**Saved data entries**
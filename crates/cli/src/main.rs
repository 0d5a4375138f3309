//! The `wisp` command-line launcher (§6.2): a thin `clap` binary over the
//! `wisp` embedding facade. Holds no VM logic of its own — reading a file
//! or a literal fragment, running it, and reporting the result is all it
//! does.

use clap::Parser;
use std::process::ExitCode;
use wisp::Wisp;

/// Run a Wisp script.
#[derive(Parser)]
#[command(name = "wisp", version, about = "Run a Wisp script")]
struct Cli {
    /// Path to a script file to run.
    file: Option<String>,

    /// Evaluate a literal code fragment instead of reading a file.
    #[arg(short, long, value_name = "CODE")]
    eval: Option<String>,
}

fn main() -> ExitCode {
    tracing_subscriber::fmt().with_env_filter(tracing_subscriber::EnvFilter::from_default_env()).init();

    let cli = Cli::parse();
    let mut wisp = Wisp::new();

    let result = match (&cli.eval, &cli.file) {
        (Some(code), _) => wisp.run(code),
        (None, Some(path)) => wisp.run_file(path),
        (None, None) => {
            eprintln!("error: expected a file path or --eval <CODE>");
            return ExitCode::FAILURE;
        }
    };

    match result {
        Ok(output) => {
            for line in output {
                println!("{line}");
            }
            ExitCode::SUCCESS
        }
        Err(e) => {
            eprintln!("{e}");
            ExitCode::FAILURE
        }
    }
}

---

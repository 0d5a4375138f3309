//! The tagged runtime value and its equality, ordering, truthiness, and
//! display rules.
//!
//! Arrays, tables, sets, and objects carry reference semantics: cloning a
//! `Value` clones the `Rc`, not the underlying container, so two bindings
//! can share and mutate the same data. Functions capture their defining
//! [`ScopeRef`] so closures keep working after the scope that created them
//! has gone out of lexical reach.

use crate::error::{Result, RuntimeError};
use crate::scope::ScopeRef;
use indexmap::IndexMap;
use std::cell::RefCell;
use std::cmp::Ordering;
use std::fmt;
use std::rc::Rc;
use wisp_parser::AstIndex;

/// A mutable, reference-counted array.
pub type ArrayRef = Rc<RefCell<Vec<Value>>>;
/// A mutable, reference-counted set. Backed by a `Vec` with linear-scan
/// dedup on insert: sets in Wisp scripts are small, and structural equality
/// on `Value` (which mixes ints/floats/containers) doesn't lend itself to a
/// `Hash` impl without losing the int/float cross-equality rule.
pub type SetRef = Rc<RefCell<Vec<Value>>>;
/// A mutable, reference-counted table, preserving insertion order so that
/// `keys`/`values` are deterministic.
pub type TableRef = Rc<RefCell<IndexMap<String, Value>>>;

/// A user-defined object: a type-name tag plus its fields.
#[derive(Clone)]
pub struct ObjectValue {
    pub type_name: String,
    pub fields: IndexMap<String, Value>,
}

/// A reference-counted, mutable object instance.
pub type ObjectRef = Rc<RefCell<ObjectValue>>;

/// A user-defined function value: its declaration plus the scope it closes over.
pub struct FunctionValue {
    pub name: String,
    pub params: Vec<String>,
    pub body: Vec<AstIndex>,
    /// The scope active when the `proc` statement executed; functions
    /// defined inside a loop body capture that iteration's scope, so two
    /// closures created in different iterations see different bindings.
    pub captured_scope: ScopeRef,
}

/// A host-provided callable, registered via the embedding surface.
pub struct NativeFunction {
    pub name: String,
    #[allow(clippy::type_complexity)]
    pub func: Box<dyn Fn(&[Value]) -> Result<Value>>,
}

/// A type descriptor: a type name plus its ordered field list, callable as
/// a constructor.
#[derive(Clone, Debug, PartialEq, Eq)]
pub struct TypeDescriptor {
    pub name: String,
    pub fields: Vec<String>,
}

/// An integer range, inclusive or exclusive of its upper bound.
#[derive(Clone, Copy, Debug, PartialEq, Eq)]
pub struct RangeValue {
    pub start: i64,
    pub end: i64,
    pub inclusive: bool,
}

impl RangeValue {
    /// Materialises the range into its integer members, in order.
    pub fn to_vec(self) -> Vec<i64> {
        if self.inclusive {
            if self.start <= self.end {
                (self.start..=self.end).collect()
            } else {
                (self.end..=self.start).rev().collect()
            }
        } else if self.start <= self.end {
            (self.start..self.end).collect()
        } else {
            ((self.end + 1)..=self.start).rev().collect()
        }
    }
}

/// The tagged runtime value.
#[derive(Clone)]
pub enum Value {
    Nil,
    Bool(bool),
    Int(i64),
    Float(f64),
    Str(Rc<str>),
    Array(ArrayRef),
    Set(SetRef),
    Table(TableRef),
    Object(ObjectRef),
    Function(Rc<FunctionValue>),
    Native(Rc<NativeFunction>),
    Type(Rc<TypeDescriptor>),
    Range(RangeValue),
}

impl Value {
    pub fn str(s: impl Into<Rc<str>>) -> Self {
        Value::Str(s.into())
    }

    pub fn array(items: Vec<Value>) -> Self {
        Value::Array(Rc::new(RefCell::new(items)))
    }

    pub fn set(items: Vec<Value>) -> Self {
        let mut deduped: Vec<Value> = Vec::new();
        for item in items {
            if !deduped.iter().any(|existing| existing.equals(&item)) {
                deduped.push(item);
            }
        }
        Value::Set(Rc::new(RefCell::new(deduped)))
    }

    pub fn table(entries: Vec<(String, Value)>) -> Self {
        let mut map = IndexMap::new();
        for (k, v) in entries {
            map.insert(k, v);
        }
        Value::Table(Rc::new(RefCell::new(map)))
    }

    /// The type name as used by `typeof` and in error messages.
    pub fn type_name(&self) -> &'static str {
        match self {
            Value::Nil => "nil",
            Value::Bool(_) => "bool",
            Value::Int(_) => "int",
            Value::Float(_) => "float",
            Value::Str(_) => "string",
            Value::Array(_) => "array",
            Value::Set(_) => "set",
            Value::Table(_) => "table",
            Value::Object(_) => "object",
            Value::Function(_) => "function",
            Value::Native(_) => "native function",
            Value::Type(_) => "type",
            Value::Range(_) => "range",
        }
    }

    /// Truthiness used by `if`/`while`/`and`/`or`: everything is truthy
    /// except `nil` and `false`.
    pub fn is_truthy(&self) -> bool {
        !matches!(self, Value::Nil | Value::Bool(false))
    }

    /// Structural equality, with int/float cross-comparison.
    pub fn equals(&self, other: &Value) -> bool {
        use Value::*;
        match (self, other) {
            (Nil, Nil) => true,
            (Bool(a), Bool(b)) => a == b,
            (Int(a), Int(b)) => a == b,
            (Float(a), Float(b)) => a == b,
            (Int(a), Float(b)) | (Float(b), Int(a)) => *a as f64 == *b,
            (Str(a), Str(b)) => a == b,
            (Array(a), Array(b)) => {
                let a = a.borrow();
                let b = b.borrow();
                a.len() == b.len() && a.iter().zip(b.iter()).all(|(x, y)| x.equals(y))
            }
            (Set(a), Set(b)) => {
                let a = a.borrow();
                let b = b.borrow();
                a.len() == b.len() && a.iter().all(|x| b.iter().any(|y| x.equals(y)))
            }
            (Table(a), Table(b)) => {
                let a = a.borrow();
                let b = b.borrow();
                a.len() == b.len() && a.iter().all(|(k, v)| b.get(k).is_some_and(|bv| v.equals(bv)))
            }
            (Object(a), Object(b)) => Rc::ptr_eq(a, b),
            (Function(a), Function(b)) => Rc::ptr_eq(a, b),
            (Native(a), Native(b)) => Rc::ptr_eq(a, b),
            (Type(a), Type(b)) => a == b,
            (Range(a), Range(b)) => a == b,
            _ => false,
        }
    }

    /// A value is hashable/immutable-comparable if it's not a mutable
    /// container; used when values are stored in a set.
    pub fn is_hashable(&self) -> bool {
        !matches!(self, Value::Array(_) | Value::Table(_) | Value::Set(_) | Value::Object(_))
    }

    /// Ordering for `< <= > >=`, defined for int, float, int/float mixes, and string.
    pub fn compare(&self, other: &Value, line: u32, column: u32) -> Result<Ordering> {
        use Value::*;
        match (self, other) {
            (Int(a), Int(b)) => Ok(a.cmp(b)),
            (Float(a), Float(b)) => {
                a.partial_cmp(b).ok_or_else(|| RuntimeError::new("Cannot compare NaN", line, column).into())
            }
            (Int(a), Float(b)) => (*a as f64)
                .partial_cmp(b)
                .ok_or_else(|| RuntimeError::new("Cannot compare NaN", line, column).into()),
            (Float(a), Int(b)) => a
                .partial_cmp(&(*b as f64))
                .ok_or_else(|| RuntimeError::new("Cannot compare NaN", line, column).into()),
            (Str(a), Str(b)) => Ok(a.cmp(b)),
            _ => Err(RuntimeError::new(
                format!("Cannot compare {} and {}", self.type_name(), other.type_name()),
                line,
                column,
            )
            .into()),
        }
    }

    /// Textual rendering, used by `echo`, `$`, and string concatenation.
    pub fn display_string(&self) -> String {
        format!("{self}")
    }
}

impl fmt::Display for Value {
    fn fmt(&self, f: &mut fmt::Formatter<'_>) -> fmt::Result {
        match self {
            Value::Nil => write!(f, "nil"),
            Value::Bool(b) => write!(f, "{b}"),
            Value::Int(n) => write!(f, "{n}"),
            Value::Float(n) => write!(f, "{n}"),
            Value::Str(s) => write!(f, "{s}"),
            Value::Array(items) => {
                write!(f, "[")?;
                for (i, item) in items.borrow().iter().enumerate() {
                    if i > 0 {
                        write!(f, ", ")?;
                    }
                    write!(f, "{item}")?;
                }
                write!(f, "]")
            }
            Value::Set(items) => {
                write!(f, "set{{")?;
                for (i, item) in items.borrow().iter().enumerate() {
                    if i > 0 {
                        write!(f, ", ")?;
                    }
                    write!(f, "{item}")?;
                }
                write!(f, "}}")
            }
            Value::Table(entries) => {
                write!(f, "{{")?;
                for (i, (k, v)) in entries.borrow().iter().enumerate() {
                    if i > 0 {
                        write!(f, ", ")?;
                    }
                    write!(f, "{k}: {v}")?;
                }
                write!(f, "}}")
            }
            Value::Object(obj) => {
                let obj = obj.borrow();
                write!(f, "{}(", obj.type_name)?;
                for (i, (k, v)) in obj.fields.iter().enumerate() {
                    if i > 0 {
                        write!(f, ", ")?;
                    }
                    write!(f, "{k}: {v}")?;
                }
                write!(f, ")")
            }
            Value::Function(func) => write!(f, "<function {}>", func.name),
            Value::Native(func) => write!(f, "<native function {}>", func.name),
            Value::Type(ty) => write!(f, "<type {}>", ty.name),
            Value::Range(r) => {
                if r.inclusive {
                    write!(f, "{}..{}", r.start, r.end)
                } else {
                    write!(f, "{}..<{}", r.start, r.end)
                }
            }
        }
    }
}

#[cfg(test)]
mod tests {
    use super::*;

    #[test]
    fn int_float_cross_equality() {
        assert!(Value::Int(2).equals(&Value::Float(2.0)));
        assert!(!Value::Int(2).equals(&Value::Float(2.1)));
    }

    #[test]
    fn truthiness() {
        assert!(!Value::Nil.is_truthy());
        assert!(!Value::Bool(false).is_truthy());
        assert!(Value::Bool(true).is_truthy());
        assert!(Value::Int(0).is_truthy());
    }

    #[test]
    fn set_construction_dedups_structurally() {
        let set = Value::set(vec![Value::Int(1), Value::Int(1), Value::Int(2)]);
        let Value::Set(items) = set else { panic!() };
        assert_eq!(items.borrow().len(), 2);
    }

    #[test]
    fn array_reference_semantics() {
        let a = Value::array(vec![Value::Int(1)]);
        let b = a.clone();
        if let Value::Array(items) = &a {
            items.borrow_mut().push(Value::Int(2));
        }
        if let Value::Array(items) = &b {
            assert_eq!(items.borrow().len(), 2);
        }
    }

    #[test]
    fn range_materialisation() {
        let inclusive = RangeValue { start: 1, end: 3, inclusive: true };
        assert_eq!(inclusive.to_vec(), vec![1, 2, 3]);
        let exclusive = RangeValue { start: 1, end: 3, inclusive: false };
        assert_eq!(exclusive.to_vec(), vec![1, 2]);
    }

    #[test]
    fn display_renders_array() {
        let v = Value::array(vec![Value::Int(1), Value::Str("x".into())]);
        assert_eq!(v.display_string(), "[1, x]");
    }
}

**Directions for this task**
Starting at the line that contains "ordering, truthiness, and" and stopping after the line that contains "mutable, reference-counted set.", write out every line exactly as it appears above, and no other line.

**Result of the task**
//! The tagged runtime value and its equality, ordering, truthiness, and
//! display rules.
//!
//! Arrays, tables, sets, and objects carry reference semantics: cloning a
//! `Value` clones the `Rc`, not the underlying container, so two bindings
//! can share and mutate the same data. Functions capture their defining
//! [`ScopeRef`] so closures keep working after the scope that created them
//! has gone out of lexical reach.

use crate::error::{Result, RuntimeError};
use crate::scope::ScopeRef;
use indexmap::IndexMap;
use std::cell::RefCell;
use std::cmp::Ordering;
use std::fmt;
use std::rc::Rc;
use wisp_parser::AstIndex;

/// A mutable, reference-counted array.
pub type ArrayRef = Rc<RefCell<Vec<Value>>>;
/// A mutable, reference-counted set. Backed by a `Vec` with linear-scan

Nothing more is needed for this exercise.